Mavalwalla recalls a customer who came into the store a few years ago looking for a true family heirloom, a small, orange squash that had been part of his childhood on a farm in Oregon. He couldn’t remember the name but when he mentioned his grandfather by last name, Gill, the staff quickly identified the plant as Gill’s Golden Pippin, introduced by the Gill Brothers Seed Company in Portland in the mid-1900’s.
Seeds from heirloom and open-pollinated plants produce the exact varietal year after year, but seeds from genetically modified plants or from hybrid plants yield unpredictable results.
Furthermore, it is illegal to save seeds from genetically modified plants.

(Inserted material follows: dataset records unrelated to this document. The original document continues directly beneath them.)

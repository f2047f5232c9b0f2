//! Settings loading with deep merge and environment variable overrides.
//!
//! Loading flow:
//! 1. Start with compiled [`Jet9Settings::default()`]
//! 2. If the settings file exists, deep-merge its values over the defaults,
//!    then reset out-of-range numbers to their defaults
//! 3. Apply `JET9_*` environment overrides (highest priority)
//!
//! Deep merge rules:
//! - Objects are merged recursively (source overrides target per-key)
//! - Arrays and primitives are replaced entirely by source
//! - Null values in source are skipped (preserving target)

use std::ops::RangeInclusive;
use std::path::{Path, PathBuf};

use serde_json::Value;
use tracing::{debug, warn};

use crate::errors::Result;
use crate::types::{ClientSettings, Jet9Settings, ServerSettings};

/// Accepted `maxBodyBytes` values.
pub const MAX_BODY_BYTES: RangeInclusive<u64> = 1..=1 << 30;

/// Accepted values for every `*TimeoutSecs` setting.
pub const TIMEOUT_SECS: RangeInclusive<u64> = 1..=3600;

/// Resolve the path to the settings file (`~/.jet9/settings.json`).
pub fn settings_path() -> PathBuf {
    let home = std::env::var("HOME").unwrap_or_else(|_| "/tmp".to_string());
    PathBuf::from(home).join(".jet9").join("settings.json")
}

/// Load settings from the default path with env var overrides.
pub fn load_settings() -> Result<Jet9Settings> {
    load_settings_from_path(&settings_path())
}

/// Load settings from a specific path with env var overrides.
///
/// A missing file yields defaults; a file with invalid JSON is an error.
pub fn load_settings_from_path(path: &Path) -> Result<Jet9Settings> {
    let mut settings = load_file_layer(path)?;
    apply_env_overrides(&mut settings);
    Ok(settings)
}

/// Defaults with the file at `path` merged over them, no env overrides.
pub fn load_file_layer(path: &Path) -> Result<Jet9Settings> {
    let defaults = serde_json::to_value(Jet9Settings::default())?;

    let merged = if path.exists() {
        debug!(?path, "loading settings from file");
        let content = std::fs::read_to_string(path)?;
        let user: Value = serde_json::from_str(&content)?;
        deep_merge(defaults, user)
    } else {
        debug!(?path, "settings file not found, using defaults");
        defaults
    };

    let mut settings: Jet9Settings = serde_json::from_value(merged)?;
    enforce_bounds(&mut settings);
    Ok(settings)
}

/// Reset out-of-range numeric values to their defaults, with a warning.
pub fn enforce_bounds(settings: &mut Jet9Settings) {
    let server = ServerSettings::default();
    let client = ClientSettings::default();

    let body = u64::try_from(settings.server.max_body_bytes).unwrap_or(u64::MAX);
    if !MAX_BODY_BYTES.contains(&body) {
        warn!(key = "server.maxBodyBytes", value = body, "out of range, using default");
        settings.server.max_body_bytes = server.max_body_bytes;
    }
    bound_secs(
        "server.handlerTimeoutSecs",
        &mut settings.server.handler_timeout_secs,
        server.handler_timeout_secs,
    );
    bound_secs(
        "server.shutdownTimeoutSecs",
        &mut settings.server.shutdown_timeout_secs,
        server.shutdown_timeout_secs,
    );
    bound_secs(
        "client.timeoutSecs",
        &mut settings.client.timeout_secs,
        client.timeout_secs,
    );
}

fn bound_secs(key: &str, value: &mut u64, default: u64) {
    if !TIMEOUT_SECS.contains(value) {
        warn!(key, value = *value, "out of range, using default");
        *value = default;
    }
}

/// Recursive deep merge of two JSON values.
pub fn deep_merge(target: Value, source: Value) -> Value {
    match (target, source) {
        (Value::Object(mut target_map), Value::Object(source_map)) => {
            for (key, source_val) in source_map {
                if source_val.is_null() {
                    continue;
                }
                let merged = if let Some(target_val) = target_map.remove(&key) {
                    deep_merge(target_val, source_val)
                } else {
                    source_val
                };
                let _ = target_map.insert(key, merged);
            }
            Value::Object(target_map)
        }
        (_, source) => source,
    }
}

/// Apply `JET9_*` environment variable overrides.
pub fn apply_env_overrides(settings: &mut Jet9Settings) {
    apply_overrides_from(settings, |name| std::env::var(name).ok());
}

/// Apply overrides looked up through `lookup`.
///
/// Invalid values are ignored with a warning and leave the file/default
/// value in place.
pub fn apply_overrides_from(settings: &mut Jet9Settings, lookup: impl Fn(&str) -> Option<String>) {
    let read = |name: &str| lookup(name).filter(|v| !v.is_empty());

    // ── Server ──────────────────────────────────────────────────────
    if let Some(v) = read("JET9_HOST") {
        settings.server.host = v;
    }
    if let Some(v) = read("JET9_PORT").and_then(|v| parsed("JET9_PORT", &v, parse_u16)) {
        settings.server.port = v;
    }
    if let Some(v) = read("JET9_MAX_BODY_BYTES")
        .and_then(|v| parsed("JET9_MAX_BODY_BYTES", &v, |s| parse_within(s, &MAX_BODY_BYTES)))
        .and_then(|v| usize::try_from(v).ok())
    {
        settings.server.max_body_bytes = v;
    }
    if let Some(v) = read("JET9_HANDLER_TIMEOUT_SECS")
        .and_then(|v| parsed("JET9_HANDLER_TIMEOUT_SECS", &v, |s| parse_within(s, &TIMEOUT_SECS)))
    {
        settings.server.handler_timeout_secs = v;
    }
    if let Some(v) = read("JET9_SHUTDOWN_TIMEOUT_SECS")
        .and_then(|v| parsed("JET9_SHUTDOWN_TIMEOUT_SECS", &v, |s| parse_within(s, &TIMEOUT_SECS)))
    {
        settings.server.shutdown_timeout_secs = v;
    }

    // ── Client ──────────────────────────────────────────────────────
    if let Some(v) = read("JET9_API_HOST") {
        settings.client.host = v;
    }
    if let Some(v) = read("JET9_AUTHTOKEN") {
        settings.client.authtoken = Some(v);
    }
    if let Some(v) = read("JET9_CLIENT_TIMEOUT_SECS")
        .and_then(|v| parsed("JET9_CLIENT_TIMEOUT_SECS", &v, |s| parse_within(s, &TIMEOUT_SECS)))
    {
        settings.client.timeout_secs = v;
    }

    // ── Logging ─────────────────────────────────────────────────────
    if let Some(v) = read("JET9_LOG_LEVEL") {
        settings.logging.level = v;
    }
    if let Some(v) = read("JET9_LOG_JSON").and_then(|v| parsed("JET9_LOG_JSON", &v, parse_bool)) {
        settings.logging.json = v;
    }

    // ── Modules ─────────────────────────────────────────────────────
    if let Some(v) = read("JET9_MODULES") {
        settings.modules = Some(parse_list(&v));
    }
}

// ── Pure parsing functions ──────────────────────────────────────────

/// Parse a boolean: `true`/`1`/`yes`/`on` or `false`/`0`/`no`/`off`.
pub fn parse_bool(val: &str) -> Option<bool> {
    match val.to_lowercase().as_str() {
        "true" | "1" | "yes" | "on" => Some(true),
        "false" | "0" | "no" | "off" => Some(false),
        _ => None,
    }
}

/// Parse a port number (`0` allowed for auto-assign).
pub fn parse_u16(val: &str) -> Option<u16> {
    val.parse().ok()
}

/// Parse a `u64` within `min..=max`.
pub fn parse_range(val: &str, min: u64, max: u64) -> Option<u64> {
    let n: u64 = val.parse().ok()?;
    (n >= min && n <= max).then_some(n)
}

fn parse_within(val: &str, range: &RangeInclusive<u64>) -> Option<u64> {
    parse_range(val, *range.start(), *range.end())
}

/// Split a comma-separated list, dropping blanks.
pub fn parse_list(val: &str) -> Vec<String> {
    val.split(',')
        .map(str::trim)
        .filter(|s| !s.is_empty())
        .map(str::to_owned)
        .collect()
}

fn parsed<T>(name: &str, val: &str, parse: impl Fn(&str) -> Option<T>) -> Option<T> {
    let result = parse(val);
    if result.is_none() {
        tracing::warn!(key = name, value = %val, "invalid env var, ignoring");
    }
    result
}
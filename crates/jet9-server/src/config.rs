//! Server configuration.

use std::time::Duration;

use jet9_settings::ServerSettings;
use serde::{Deserialize, Serialize};

use crate::shutdown::DEFAULT_SHUTDOWN_TIMEOUT;

/// Configuration for the jet9 server.
#[derive(Clone, Debug, PartialEq, Serialize, Deserialize)]
pub struct ServerConfig {
    /// Host to bind (default `"127.0.0.1"`).
    pub host: String,
    /// Port to bind (default `0` for auto-assign).
    pub port: u16,
    /// Largest accepted request body in bytes.
    pub max_body_bytes: usize,
    /// Upper bound on a single action invocation, in seconds.
    pub handler_timeout_secs: u64,
    /// Grace period for in-flight requests on shutdown, in seconds.
    pub shutdown_timeout_secs: u64,
}

impl ServerConfig {
    /// `host:port` string passed to the listener.
    pub fn bind_addr(&self) -> String {
        format!("{}:{}", self.host, self.port)
    }

    /// Handler timeout as a [`Duration`].
    pub fn handler_timeout(&self) -> Duration {
        Duration::from_secs(self.handler_timeout_secs)
    }

    /// Shutdown grace period as a [`Duration`].
    pub fn shutdown_timeout(&self) -> Duration {
        Duration::from_secs(self.shutdown_timeout_secs)
    }
}

impl Default for ServerConfig {
    fn default() -> Self {
        Self {
            host: "127.0.0.1".into(),
            port: 0,
            max_body_bytes: 1024 * 1024,
            handler_timeout_secs: 60,
            shutdown_timeout_secs: DEFAULT_SHUTDOWN_TIMEOUT.as_secs(),
        }
    }
}

impl From<&ServerSettings> for ServerConfig {
    fn from(settings: &ServerSettings) -> Self {
        Self {
            host: settings.host.clone(),
            port: settings.port,
            max_body_bytes: settings.max_body_bytes,
            handler_timeout_secs: settings.handler_timeout_secs,
            shutdown_timeout_secs: settings.shutdown_timeout_secs,
        }
    }
}
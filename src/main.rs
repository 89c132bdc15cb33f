use std::process;

use clap::Parser;
use tracing::{error, info};
use tracing_subscriber::EnvFilter;

use browsergrid::cli::Args;
use browsergrid::server::{create_router, AppState};

#[tokio::main]
async fn main() {
    let args = Args::parse();

    // Initialize logging
    let filter = match args.verbose {
        0 => "warn",
        1 => "info",
        2 => "debug",
        _ => "trace",
    };

    tracing_subscriber::fmt()
        .with_env_filter(
            EnvFilter::try_from_default_env().unwrap_or_else(|_| EnvFilter::new(filter)),
        )
        .init();

    // Load .env file if specified
    if let Some(ref env_file) = args.env_file {
        if let Err(e) = dotenvy::from_path(env_file) {
            error!("Failed to load env file {}: {}", env_file.display(), e);
            process::exit(1);
        }
    }

    let config = args.to_config();
    let state = AppState::new(config);
    let distributor = state.distributor.clone();

    let addr = format!("{}:{}", args.bind_addr, args.port);
    info!("Starting browsergrid distributor on {}", addr);

    let app = create_router(state);

    let listener = match tokio::net::TcpListener::bind(&addr).await {
        Ok(l) => l,
        Err(e) => {
            error!("Failed to bind to {}: {}", addr, e);
            process::exit(1);
        }
    };

    info!("Distributor listening on {}", addr);
    info!("Endpoints:");
    info!("  POST   /se/grid/distributor/session          - Create session");
    info!("  POST   /se/grid/distributor/node             - Register node");
    info!("  DELETE /se/grid/distributor/node/{{id}}        - Remove node");
    info!("  POST   /se/grid/distributor/node/{{id}}/drain  - Drain node");
    info!("  GET    /se/grid/distributor/status           - Status");

    let serve = axum::serve(listener, app).with_graceful_shutdown(async move {
        if let Err(e) = tokio::signal::ctrl_c().await {
            error!("Failed to listen for shutdown signal: {}", e);
            return;
        }
        info!("Shutdown signal received, cancelling queued requests");
        distributor.shutdown();
    });

    if let Err(e) = serve.await {
        error!("Server error: {}", e);
        process::exit(1);
    }
}
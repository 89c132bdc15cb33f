//! Session descriptors

use std::fmt;
use std::str::FromStr;

use chrono::{DateTime, Utc};
use serde::{Deserialize, Serialize};
use uuid::Uuid;

use super::capabilities::Capabilities;
use super::status::NodeId;

/// Unique identifier of a running session
#[derive(Debug, Clone, Copy, PartialEq, Eq, Hash, Serialize, Deserialize)]
#[serde(transparent)]
pub struct SessionId(Uuid);

impl SessionId {
    pub fn new() -> Self {
        Self(Uuid::new_v4())
    }
}

impl Default for SessionId {
    fn default() -> Self {
        Self::new()
    }
}

impl fmt::Display for SessionId {
    fn fmt(&self, f: &mut fmt::Formatter<'_>) -> fmt::Result {
        self.0.fmt(f)
    }
}

impl FromStr for SessionId {
    type Err = uuid::Error;

    fn from_str(s: &str) -> Result<Self, Self::Err> {
        Uuid::parse_str(s).map(Self)
    }
}

/// A running automation session on one slot of one node
///
/// Created by a session factory, owned by exactly one node, destroyed by
/// `stop` on that node or by node removal.
#[derive(Debug, Clone, Serialize, Deserialize)]
pub struct Session {
    pub id: SessionId,

    /// Node this session runs on
    #[serde(rename = "nodeId")]
    pub node_id: NodeId,

    /// The stereotype of the slot serving this session
    pub stereotype: Capabilities,

    /// Negotiated capabilities returned to the caller
    pub capabilities: Capabilities,

    #[serde(rename = "startedAt")]
    pub started_at: DateTime<Utc>,

    /// Address the caller should drive the session at
    pub uri: String,
}

impl Session {
    pub fn duration(&self) -> chrono::Duration {
        Utc::now() - self.started_at
    }
}
//! End-to-end scheduling behavior: ranking, draining, health recovery and
//! request timeouts, driven through the public distributor surface.

use std::sync::Arc;
use std::time::{Duration, Instant};

use browsergrid::config::{GridConfig, Secret};
use browsergrid::data::{Capabilities, NewSessionPayload, Session};
use browsergrid::distributor::{Distributor, NewSessionError};
use browsergrid::events::LocalEventBus;
use browsergrid::node::{
    FailingSessionFactory, HealthReport, LocalNode, Node, SettableHealthCheck, TestSessionFactory,
};
use browsergrid::queue::SessionRequestQueue;
use browsergrid::sessionmap::SessionMap;

const SECRET: &str = "cheddar";

struct Grid {
    bus: Arc<LocalEventBus>,
    queue: Arc<SessionRequestQueue>,
    distributor: Arc<Distributor>,
}

fn grid_with(config: GridConfig) -> Grid {
    let bus = LocalEventBus::new();
    let sessions = SessionMap::new(bus.clone());
    let queue = SessionRequestQueue::new(bus.clone(), config.retry_interval);
    let distributor = Distributor::new(bus.clone(), sessions, Arc::clone(&queue), config);
    Grid {
        bus,
        queue,
        distributor,
    }
}

fn grid() -> Grid {
    grid_with(
        GridConfig::new()
            .with_request_timeout(Duration::from_millis(500))
            .with_retry_interval(Duration::from_millis(50))
            .with_health_check_interval(Duration::from_millis(50))
            .with_registration_secret(Secret::new(SECRET)),
    )
}

fn chrome() -> Capabilities {
    Capabilities::new().with("browserName", "chrome")
}

fn firefox() -> Capabilities {
    Capabilities::new().with("browserName", "firefox")
}

fn edge() -> Capabilities {
    Capabilities::new().with("browserName", "MicrosoftEdge")
}

fn node(grid: &Grid, uri: &str, stereotypes: &[Capabilities]) -> Arc<LocalNode> {
    let mut builder = LocalNode::builder(grid.bus.clone(), uri, Secret::new(SECRET));
    for stereotype in stereotypes {
        builder = builder.add_slot(stereotype.clone(), Arc::new(TestSessionFactory::new(uri)));
    }
    builder.build()
}

async fn create_session(grid: &Grid, capabilities: Capabilities) -> Session {
    grid.distributor
        .new_session(&NewSessionPayload::single(capabilities))
        .await
        .expect("session should be created")
        .session
}

async fn wait_until(what: &str, mut condition: impl FnMut() -> bool) {
    let deadline = Instant::now() + Duration::from_secs(5);
    while Instant::now() < deadline {
        if condition() {
            return;
        }
        tokio::time::sleep(Duration::from_millis(10)).await;
    }
    panic!("timed out waiting until {what}");
}

#[tokio::test]
async fn lightest_loaded_node_wins() {
    let grid = grid();

    let uris = [
        "http://idle:5555",
        "http://light:5555",
        "http://medium:5555",
        "http://heavy:5555",
    ];
    let preload = [0usize, 4, 6, 8];

    for (uri, load) in uris.into_iter().zip(preload) {
        let stereotypes: Vec<Capabilities> = (0..10).map(|_| chrome()).collect();
        let n = node(&grid, uri, &stereotypes);
        for _ in 0..load {
            n.new_session(&chrome()).await.unwrap();
        }
        grid.distributor.add(n).unwrap();
    }

    let session = create_session(&grid, chrome()).await;
    assert_eq!(session.uri, "http://idle:5555");
}

#[tokio::test]
async fn all_ties_fall_back_to_registration_order() {
    let grid = grid();

    for uri in ["http://a:5555", "http://b:5555", "http://c:5555"] {
        let stereotypes: Vec<Capabilities> = (0..5).map(|_| chrome()).collect();
        grid.distributor.add(node(&grid, uri, &stereotypes)).unwrap();
    }

    let first = create_session(&grid, chrome()).await;
    let second = create_session(&grid, chrome()).await;
    let third = create_session(&grid, chrome()).await;

    assert_eq!(first.uri, "http://a:5555");
    assert_eq!(second.uri, "http://b:5555");
    assert_eq!(third.uri, "http://c:5555");
}

#[tokio::test]
async fn common_browsers_avoid_the_versatile_nodes() {
    let grid = grid();

    let versatile_uris: Vec<String> =
        (0..3).map(|i| format!("http://edge-{i}:5555")).collect();
    let duo_uris: Vec<String> = (0..5).map(|i| format!("http://duo-{i}:5555")).collect();
    let firefox_uris: Vec<String> = (0..3).map(|i| format!("http://ff-{i}:5555")).collect();

    for uri in &versatile_uris {
        grid.distributor
            .add(node(&grid, uri, &[edge(), chrome(), firefox()]))
            .unwrap();
    }
    for uri in &duo_uris {
        grid.distributor
            .add(node(&grid, uri, &[chrome(), firefox()]))
            .unwrap();
    }
    for uri in &firefox_uris {
        grid.distributor.add(node(&grid, uri, &[firefox()])).unwrap();
    }

    let mut chrome_uris = Vec::new();
    for _ in 0..5 {
        chrome_uris.push(create_session(&grid, chrome()).await.uri);
    }
    let mut firefox_placed = Vec::new();
    for _ in 0..5 {
        firefox_placed.push(create_session(&grid, firefox()).await.uri);
    }

    // Every chrome session landed on a two-browser node; the versatile
    // nodes kept their slots for the browser only they can serve.
    for uri in &chrome_uris {
        assert!(
            duo_uris.contains(uri),
            "chrome session landed on {uri} while a narrower node was free"
        );
    }

    // Firefox filled the single-browser nodes first and only overflowed
    // onto the versatile nodes once those were full.
    for uri in &firefox_placed[..3] {
        assert!(
            firefox_uris.contains(uri),
            "firefox session landed on {uri} while a firefox-only node was free"
        );
    }
    for uri in &firefox_placed[3..] {
        assert!(
            versatile_uris.contains(uri),
            "firefox overflow landed on {uri}, expected a versatile node"
        );
    }

    let session = create_session(&grid, edge()).await;
    assert!(
        versatile_uris.contains(&session.uri),
        "edge session landed on {}",
        session.uri
    );
}

#[tokio::test]
async fn drained_node_lingers_until_its_sessions_stop() {
    let grid = grid();
    let n = node(&grid, "http://a:5555", &[chrome(), chrome()]);
    let node_id = n.id();
    grid.distributor.add(n.clone()).unwrap();

    let first = create_session(&grid, chrome()).await;
    let second = create_session(&grid, chrome()).await;

    grid.distributor.drain(node_id).unwrap();
    assert!(grid.distributor.available_nodes().is_empty());
    assert_eq!(grid.distributor.status().nodes.len(), 1);

    n.stop(first.id).await.unwrap();
    // One session still active: the node must stay registered.
    tokio::time::sleep(Duration::from_millis(100)).await;
    assert_eq!(grid.distributor.status().nodes.len(), 1);

    n.stop(second.id).await.unwrap();
    let distributor = Arc::clone(&grid.distributor);
    wait_until("the drained node is unregistered", move || {
        distributor.status().nodes.is_empty()
    })
    .await;
    assert!(grid.distributor.available_nodes().is_empty());
}

#[tokio::test]
async fn node_recovers_after_health_flips_up() {
    let grid = grid();
    let health = SettableHealthCheck::new(HealthReport::down("unplugged"));
    let n = LocalNode::builder(grid.bus.clone(), "http://a:5555", Secret::new(SECRET))
        .add_slot(chrome(), Arc::new(TestSessionFactory::new("http://a:5555")))
        .with_health_check(health.clone())
        .build();
    grid.distributor.add(n).unwrap();
    grid.distributor.refresh().await;

    let result = grid
        .distributor
        .new_session(&NewSessionPayload::single(chrome()))
        .await;
    assert_eq!(result.unwrap_err(), NewSessionError::Timeout);

    health.set(HealthReport::up("plugged back in"));
    grid.distributor.refresh().await;

    let session = create_session(&grid, chrome()).await;
    assert_eq!(session.uri, "http://a:5555");
}

#[tokio::test]
async fn empty_grid_times_out_and_leaves_the_queue_clean() {
    let grid = grid_with(
        GridConfig::new()
            .with_request_timeout(Duration::from_secs(2))
            .with_retry_interval(Duration::from_millis(100))
            .with_health_check_interval(Duration::from_millis(100))
            .with_registration_secret(Secret::new(SECRET)),
    );

    let started = Instant::now();
    let result = grid
        .distributor
        .new_session(&NewSessionPayload::single(chrome()))
        .await;
    let elapsed = started.elapsed();

    assert_eq!(result.unwrap_err(), NewSessionError::Timeout);
    assert!(
        elapsed >= Duration::from_millis(1900) && elapsed < Duration::from_secs(4),
        "timed out after {elapsed:?}, expected about 2s"
    );
    assert!(grid.queue.is_empty());
}

#[tokio::test]
async fn factory_failure_keeps_capacity_available() {
    let grid = grid();
    let n = LocalNode::builder(grid.bus.clone(), "http://a:5555", Secret::new(SECRET))
        .add_slot(chrome(), Arc::new(FailingSessionFactory::new("boom")))
        .build();
    grid.distributor.add(n).unwrap();

    let result = grid
        .distributor
        .new_session(&NewSessionPayload::single(chrome()))
        .await;
    assert!(
        matches!(
            &result,
            Err(NewSessionError::Timeout) | Err(NewSessionError::FactoryFailed(_))
        ),
        "unexpected result: {result:?}"
    );

    // The slot was released on every failed attempt.
    assert!(grid.distributor.status().has_capacity);
}

#[tokio::test]
async fn clearing_the_queue_cancels_waiting_callers() {
    let grid = grid_with(
        GridConfig::new()
            .with_request_timeout(Duration::from_secs(10))
            .with_retry_interval(Duration::from_millis(50))
            .with_health_check_interval(Duration::from_millis(50))
            .with_registration_secret(Secret::new(SECRET)),
    );

    let distributor = Arc::clone(&grid.distributor);
    let waiter = tokio::spawn(async move {
        distributor
            .new_session(&NewSessionPayload::single(chrome()))
            .await
    });

    let queue = Arc::clone(&grid.queue);
    wait_until("the request is queued", move || !queue.is_empty()).await;
    assert_eq!(grid.queue.clear(), 1);

    let result = waiter.await.unwrap();
    assert_eq!(result.unwrap_err(), NewSessionError::Cancelled);
}

#[tokio::test]
async fn queued_requests_drain_in_arrival_order_when_capacity_returns() {
    let grid = grid_with(
        GridConfig::new()
            .with_request_timeout(Duration::from_secs(10))
            .with_retry_interval(Duration::from_millis(50))
            .with_health_check_interval(Duration::from_millis(50))
            .with_registration_secret(Secret::new(SECRET)),
    );

    let n = node(&grid, "http://a:5555", &[chrome()]);
    grid.distributor.add(n.clone()).unwrap();

    // Occupy the only slot, then queue a second request behind it.
    let first = create_session(&grid, chrome()).await;

    let distributor = Arc::clone(&grid.distributor);
    let waiter = tokio::spawn(async move {
        distributor
            .new_session(&NewSessionPayload::single(chrome()))
            .await
    });

    let queue = Arc::clone(&grid.queue);
    wait_until("the second request is queued", move || !queue.is_empty()).await;

    n.stop(first.id).await.unwrap();
    grid.distributor.refresh().await;

    let second = waiter.await.unwrap().unwrap().session;
    assert_eq!(second.uri, "http://a:5555");
}

#[tokio::test]
async fn forced_removal_leaves_sessions_in_the_map() {
    let grid = grid();
    let n = node(&grid, "http://a:5555", &[chrome()]);
    let node_id = n.id();
    grid.distributor.add(n).unwrap();

    let session = create_session(&grid, chrome()).await;
    grid.distributor.remove(node_id).unwrap();

    // The registration is gone but the session descriptor survives until
    // an explicit close.
    assert!(grid.distributor.status().nodes.is_empty());
    assert_eq!(
        grid.distributor.session_map().get(session.id).unwrap().id,
        session.id
    );
}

Given current events in the insect kingdom, plants that rely on insects for pollination may be headed for trouble — another reason to starting saving seeds. Last month, the Center for Biological Diversity cited a recent study revealing that U.S. agriculture is 48 times more toxic to insects than it was 20 years ago, and that 90 percent of that toxic load can be attributed to neonicotinoids, or “neonics,” the most widely used class of pesticides, now banned in Europe but not here. Neonics are alleged to be 1,000 times more toxic to bees than DDT. They came on the market in the 1990s and are used mostly as a coating on seeds.